REQUIREMENT.
Go through the data and retrieve each line that includes the string "ImageUpload".

THE DATA.
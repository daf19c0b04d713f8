use bytes::Bytes;
use image::ImageFormat;

/// A picture selected for upload, before validation and compression.
#[derive(Debug, Clone)]
pub struct ImageUpload {
    /// Raw file bytes.
    pub bytes: Bytes,
    /// MIME type reported by the picker, e.g. `image/png`.
    pub content_type: String,
}

impl ImageUpload {
    pub fn new(bytes: impl Into<Bytes>, content_type: impl Into<String>) -> Self {
        Self {
            bytes: bytes.into(),
            content_type: content_type.into(),
        }
    }

    pub fn len(&self) -> usize {
        self.bytes.len()
    }

    pub fn is_empty(&self) -> bool {
        self.bytes.is_empty()
    }

    /// Only image MIME types are accepted for upload.
    pub fn is_permitted_type(&self) -> bool {
        self.content_type.starts_with("image/")
    }

    /// Sniffs the actual format from the magic bytes.  The picker's MIME
    /// type is advisory; this is what decides whether the file is accepted.
    pub fn sniffed_format(&self) -> Option<ImageFormat> {
        match image::guess_format(&self.bytes) {
            Ok(format @ (ImageFormat::Png | ImageFormat::Jpeg | ImageFormat::WebP)) => {
                Some(format)
            }
            _ => None,
        }
    }
}
use thiserror::Error;

use lumagram_media::CompressError;
use lumagram_shared::PostId;
use lumagram_store::StoreError;

use crate::auth::AuthError;

/// Input problems caught synchronously, before any I/O.
#[derive(Error, Debug, Clone, PartialEq, Eq)]
pub enum ValidationError {
    #[error("Caption must not be empty")]
    EmptyCaption,

    #[error("Caption is too long: {chars} characters (limit {limit})")]
    CaptionTooLong { chars: usize, limit: usize },

    #[error("Comment must not be empty")]
    EmptyComment,

    #[error("Comment is too long: {chars} characters (limit {limit})")]
    CommentTooLong { chars: usize, limit: usize },

    #[error("Upload contains no image data")]
    EmptyImage,

    #[error("Image is too large: {bytes} bytes (limit {limit})")]
    ImageTooLarge { bytes: usize, limit: usize },

    #[error("Not a supported image format (want PNG, JPEG or WebP): {content_type}")]
    UnsupportedImage { content_type: String },

    #[error("Display name must not be empty")]
    EmptyDisplayName,

    #[error("Display name is too long: {chars} characters (limit {limit})")]
    DisplayNameTooLong { chars: usize, limit: usize },

    #[error("Bio is too long: {chars} characters (limit {limit})")]
    BioTooLong { chars: usize, limit: usize },
}

/// Errors surfaced by client operations.
#[derive(Error, Debug)]
pub enum ClientError {
    #[error(transparent)]
    Validation(#[from] ValidationError),

    /// The caller tried to touch another account's data.  Nothing was
    /// written.
    #[error("Forbidden: {0}")]
    Forbidden(String),

    #[error("Post not found: {0}")]
    PostNotFound(PostId),

    /// An avatar must always fit a single profile document; there is no
    /// chunked fallback for profiles.
    #[error("Avatar rendering does not fit a profile document: {chars} characters (limit {limit})")]
    AvatarTooLarge { chars: usize, limit: usize },

    #[error(transparent)]
    Auth(#[from] AuthError),

    #[error(transparent)]
    Store(#[from] StoreError),

    #[error(transparent)]
    Media(#[from] CompressError),
}

/// Convenience alias used throughout the crate.
pub type Result<T> = std::result::Result<T, ClientError>;
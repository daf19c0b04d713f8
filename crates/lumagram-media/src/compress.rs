//! Upload compression.
//!
//! Mirrors the canvas pipeline of the original web client: scale the picture
//! down to a maximum width, then re-encode as JPEG while walking the quality
//! downward until the rendered data URI fits the character target.

use std::io::Cursor;

use bytes::Bytes;
use image::{codecs::jpeg::JpegEncoder, imageops::FilterType, DynamicImage};
use thiserror::Error;
use tracing::debug;

use lumagram_shared::constants::{
    AVATAR_MAX_WIDTH, COMPRESS_INITIAL_QUALITY, COMPRESS_MIN_QUALITY, COMPRESS_QUALITY_STEP,
    DOC_CHAR_BUDGET, POST_MAX_WIDTH,
};

use crate::data_uri;

#[derive(Error, Debug)]
pub enum CompressError {
    #[error("Image decoding failed: {0}")]
    Decode(image::ImageError),

    #[error("Image encoding failed: {0}")]
    Encode(image::ImageError),
}

/// Tuning for the compression walk.
#[derive(Debug, Clone, Copy, PartialEq, Eq)]
pub struct CompressionProfile {
    /// Maximum pixel width; wider pictures are scaled down proportionally.
    pub max_width: u32,
    /// Character count the walk tries to bring the data URI under.
    pub target_chars: usize,
    /// First JPEG quality attempted (percent).
    pub initial_quality: u8,
    /// Lowest JPEG quality attempted (percent).
    pub min_quality: u8,
    /// Quality decrement between attempts (percent).
    pub quality_step: u8,
}

impl CompressionProfile {
    /// Profile for post pictures.
    pub fn post() -> Self {
        Self {
            max_width: POST_MAX_WIDTH,
            target_chars: DOC_CHAR_BUDGET,
            initial_quality: COMPRESS_INITIAL_QUALITY,
            min_quality: COMPRESS_MIN_QUALITY,
            quality_step: COMPRESS_QUALITY_STEP,
        }
    }

    /// Profile for profile avatars, which must always fit one document.
    pub fn avatar() -> Self {
        Self {
            max_width: AVATAR_MAX_WIDTH,
            ..Self::post()
        }
    }
}

impl Default for CompressionProfile {
    fn default() -> Self {
        Self::post()
    }
}

/// Compresses a picture into a JPEG data URI.
///
/// Returns the first rendering that fits `target_chars`, or the
/// minimum-quality rendering if none does.  The caller decides whether an
/// oversized result gets chunked or rejected.
pub fn compress_to_data_uri(
    bytes: &Bytes,
    profile: &CompressionProfile,
) -> Result<String, CompressError> {
    let decoded = image::load_from_memory(bytes).map_err(CompressError::Decode)?;
    let scaled = if decoded.width() > profile.max_width {
        decoded.resize(profile.max_width, u32::MAX, FilterType::Triangle)
    } else {
        decoded
    };
    // JPEG has no alpha channel.
    let frame = DynamicImage::ImageRgb8(scaled.to_rgb8());

    let mut quality = profile.initial_quality;
    loop {
        let uri = render_jpeg(&frame, quality)?;
        if uri.len() <= profile.target_chars || quality <= profile.min_quality {
            debug!(
                quality,
                chars = uri.len(),
                width = frame.width(),
                "compressed picture"
            );
            return Ok(uri);
        }
        quality = quality
            .saturating_sub(profile.quality_step)
            .max(profile.min_quality);
    }
}

fn render_jpeg(frame: &DynamicImage, quality: u8) -> Result<String, CompressError> {
    let mut buf = Vec::new();
    let encoder = JpegEncoder::new_with_quality(Cursor::new(&mut buf), quality);
    frame
        .write_with_encoder(encoder)
        .map_err(CompressError::Encode)?;
    Ok(data_uri::encode("jpeg", &buf))
}

#[cfg(test)]
mod tests {
    use super::*;
    use base64::prelude::{Engine, BASE64_STANDARD};
    use image::{ImageBuffer, Rgb};

    fn test_png(width: u32, height: u32) -> Bytes {
        let img: ImageBuffer<Rgb<u8>, Vec<u8>> = ImageBuffer::from_fn(width, height, |x, y| {
            Rgb([(x % 255) as u8, (y % 255) as u8, 128])
        });
        let mut buf = Vec::new();
        let mut cursor = Cursor::new(&mut buf);
        img.write_to(&mut cursor, image::ImageFormat::Png).unwrap();
        Bytes::from(buf)
    }

    fn decoded_width(uri: &str) -> u32 {
        let b64 = uri.strip_prefix("data:image/jpeg;base64,").unwrap();
        let raw = BASE64_STANDARD.decode(b64).unwrap();
        image::load_from_memory(&raw).unwrap().width()
    }

    #[test]
    fn test_small_picture_compresses_to_jpeg_uri() {
        let uri = compress_to_data_uri(&test_png(32, 32), &CompressionProfile::post()).unwrap();
        assert!(uri.starts_with("data:image/jpeg;base64,"));
        assert!(uri.len() <= CompressionProfile::post().target_chars);
    }

    #[test]
    fn test_wide_picture_scaled_to_profile_width() {
        let uri = compress_to_data_uri(&test_png(1400, 700), &CompressionProfile::avatar()).unwrap();
        assert_eq!(decoded_width(&uri), AVATAR_MAX_WIDTH);
    }

    #[test]
    fn test_narrow_picture_not_upscaled() {
        let uri = compress_to_data_uri(&test_png(20, 40), &CompressionProfile::post()).unwrap();
        assert_eq!(decoded_width(&uri), 20);
    }

    #[test]
    fn test_unreachable_target_returns_floor_rendering() {
        let profile = CompressionProfile {
            target_chars: 64,
            ..CompressionProfile::post()
        };
        // No 64-character JPEG of a real picture exists; the walk must stop
        // at the quality floor and hand back its best effort.
        let uri = compress_to_data_uri(&test_png(200, 200), &profile).unwrap();
        assert!(uri.len() > profile.target_chars);
        assert!(uri.starts_with("data:image/jpeg;base64,"));
    }

    #[test]
    fn test_garbage_bytes_rejected() {
        let err = compress_to_data_uri(&Bytes::from_static(b"not a picture"), &Default::default());
        assert!(matches!(err, Err(CompressError::Decode(_))));
    }
}
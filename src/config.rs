//! Demo configuration.
//!
//! Settings for the console demo: the value ranges used to fill the char and
//! int arrays, the RNG seed, the largest accepted array size, and which binary
//! operations are shown. Configurations are read from and written to JSON.
//!
//! # Example
//!
//! ```
//! use vecbits::{BitwiseOp, DemoConfig};
//!
//! let config = DemoConfig::from_json(r#"{ "seed": 7, "ops": ["xor"] }"#).unwrap();
//! assert_eq!(config.seed, 7);
//! assert_eq!(config.ops, vec![BitwiseOp::Xor]);
//! assert_eq!(config.int_range.max, 100);
//! ```

use crate::element::Element;
use crate::error::{Result, VecbitsError};
use crate::ops::BitwiseOp;
use crate::random::DEFAULT_SEED;
use serde::{Deserialize, Serialize};
use std::path::Path;

/// Default upper bound on array sizes read from input.
pub const DEFAULT_MAX_LEN: usize = 1_000_000;

/// Inclusive value range for random fill.
#[derive(Debug, Clone, Copy, PartialEq, Eq, Serialize, Deserialize)]
pub struct ValueRange {
    pub min: i64,
    pub max: i64,
}

impl ValueRange {
    pub const fn new(min: i64, max: i64) -> Self {
        Self { min, max }
    }

    /// Check that the range is ordered and both bounds fit in `T`.
    pub fn validate_for<T: Element>(&self) -> Result<()> {
        if self.min > self.max || T::from_i64(self.min).is_none() || T::from_i64(self.max).is_none() {
            return Err(VecbitsError::InvalidRange {
                min: self.min,
                max: self.max,
            });
        }
        Ok(())
    }
}

/// Configuration for the console demo.
#[derive(Debug, Clone, PartialEq, Serialize, Deserialize)]
#[serde(default)]
pub struct DemoConfig {
    /// Range for the char (`i8`) arrays
    pub char_range: ValueRange,
    /// Range for the int (`i32`) arrays
    pub int_range: ValueRange,
    /// RNG seed
    pub seed: u64,
    /// Largest accepted array size
    pub max_len: usize,
    /// Binary operations shown in the results sections, in order
    pub ops: Vec<BitwiseOp>,
}

impl Default for DemoConfig {
    fn default() -> Self {
        Self {
            char_range: ValueRange::new(0, 127),
            int_range: ValueRange::new(0, 100),
            seed: DEFAULT_SEED,
            max_len: DEFAULT_MAX_LEN,
            ops: BitwiseOp::ALL.to_vec(),
        }
    }
}

impl DemoConfig {
    /// Parse a configuration from JSON. Missing fields take their defaults.
    pub fn from_json(json: &str) -> Result<Self> {
        Ok(serde_json::from_str(json)?)
    }

    /// Load a configuration from a JSON file.
    pub fn load<P: AsRef<Path>>(path: P) -> Result<Self> {
        let json = std::fs::read_to_string(path)?;
        Self::from_json(&json)
    }

    /// Serialize to pretty-printed JSON.
    pub fn to_json_pretty(&self) -> Result<String> {
        Ok(serde_json::to_string_pretty(self)?)
    }

    /// Check every field.
    pub fn validate(&self) -> Result<()> {
        self.char_range.validate_for::<i8>()?;
        self.int_range.validate_for::<i32>()?;
        if self.max_len == 0 {
            return Err(VecbitsError::InvalidParameter(
                "max_len must be greater than 0".to_string(),
            ));
        }
        Ok(())
    }
}

#[cfg(test)]
mod tests {
    use super::*;

    #[test]
    fn test_default_is_valid() {
        let config = DemoConfig::default();
        assert!(config.validate().is_ok());
        assert_eq!(config.char_range, ValueRange::new(0, 127));
        assert_eq!(config.seed, DEFAULT_SEED);
        assert_eq!(config.ops, vec![BitwiseOp::And, BitwiseOp::Or, BitwiseOp::Xor]);
    }

    #[test]
    fn test_validate_rejects_char_overflow() {
        let config = DemoConfig {
            char_range: ValueRange::new(0, 200),
            ..DemoConfig::default()
        };
        assert!(matches!(
            config.validate(),
            Err(VecbitsError::InvalidRange { min: 0, max: 200 })
        ));
    }

    #[test]
    fn test_validate_rejects_zero_max_len() {
        let config = DemoConfig {
            max_len: 0,
            ..DemoConfig::default()
        };
        assert!(matches!(config.validate(), Err(VecbitsError::InvalidParameter(_))));
    }

    #[test]
    fn test_json_uses_lowercase_ops() {
        let json = DemoConfig::default().to_json_pretty().unwrap();
        assert!(json.contains("\"and\""));
        assert!(json.contains("\"xor\""));
    }
}
//! vecbits - Element-wise bitwise operations on a minimal dynamic array
//!
//! vecbits pairs a small owning container, [`DynamicArray`], with element-wise
//! bitwise operations (AND, OR, XOR and unary NOT) and a printer that renders
//! each element as its fixed-width two's-complement bit pattern.
//!
//! # Architecture
//!
//! - **DynamicArray**: contiguous owned buffer that keeps no spare capacity
//! - **Element**: fixed-width integer types the array and operations accept
//! - **Operations**: `apply`, `apply_or_empty` and `apply_unary`, plus the
//!   `&`, `|`, `^` and `!` operators
//! - **Rendering**: bit strings grouped into bytes, and element listings
//! - **Demo**: the console flow behind the `vecbits` binary
//!
//! # Examples
//!
//! ## Bitwise Operations
//!
//! ```
//! use vecbits::{apply, BitwiseOp, DynamicArray};
//!
//! let a = DynamicArray::from_slice(&[65i8, 66, 67]);
//! let b = DynamicArray::from_slice(&[1i8, 1, 1]);
//!
//! let or = apply(&a, &b, BitwiseOp::Or).unwrap();
//! assert_eq!(or.as_slice(), &[65, 67, 67]);
//!
//! // The operators yield an empty array on a size mismatch
//! let and = &a & &b;
//! assert_eq!(and.as_slice(), &[1, 0, 1]);
//! ```
//!
//! ## Random Fill and Bit Rendering
//!
//! ```
//! use vecbits::random::{fill_random, seeded_rng};
//! use vecbits::render::render_bits;
//! use vecbits::DynamicArray;
//!
//! let mut rng = seeded_rng(42);
//! let mut arr: DynamicArray<i32> = DynamicArray::new();
//! fill_random(&mut arr, 4, 0, 100, &mut rng).unwrap();
//!
//! let lines = render_bits(&arr).unwrap();
//! assert_eq!(lines.len(), 4);
//! assert_eq!(lines[0].len(), 35); // 32 bits + 3 separators
//! ```
//!
//! # Safety
//!
//! Element access uses `debug_assert!` for descriptive bounds messages in
//! debug builds; release builds still panic on an out-of-bounds index through
//! slice indexing.

pub mod cli;
pub mod config;
pub mod demo;
pub mod dynamic_array;
pub mod element;
pub mod error;
pub mod ops;
pub mod random;
pub mod render;

// Re-exports for convenient access
pub use config::{DemoConfig, ValueRange};
pub use dynamic_array::DynamicArray;
pub use element::Element;
pub use error::{Result, VecbitsError};
pub use ops::{apply, apply_or_empty, apply_unary, BitwiseOp, UnaryOp};

/// Version information
pub const VERSION: &str = env!("CARGO_PKG_VERSION");

/// Crate name
pub const NAME: &str = "vecbits";

/// Get version string
pub fn version() -> String {
    format!("{} v{}", NAME, VERSION)
}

RESPONSE BOX.
pub struct ImageUpload {
impl ImageUpload {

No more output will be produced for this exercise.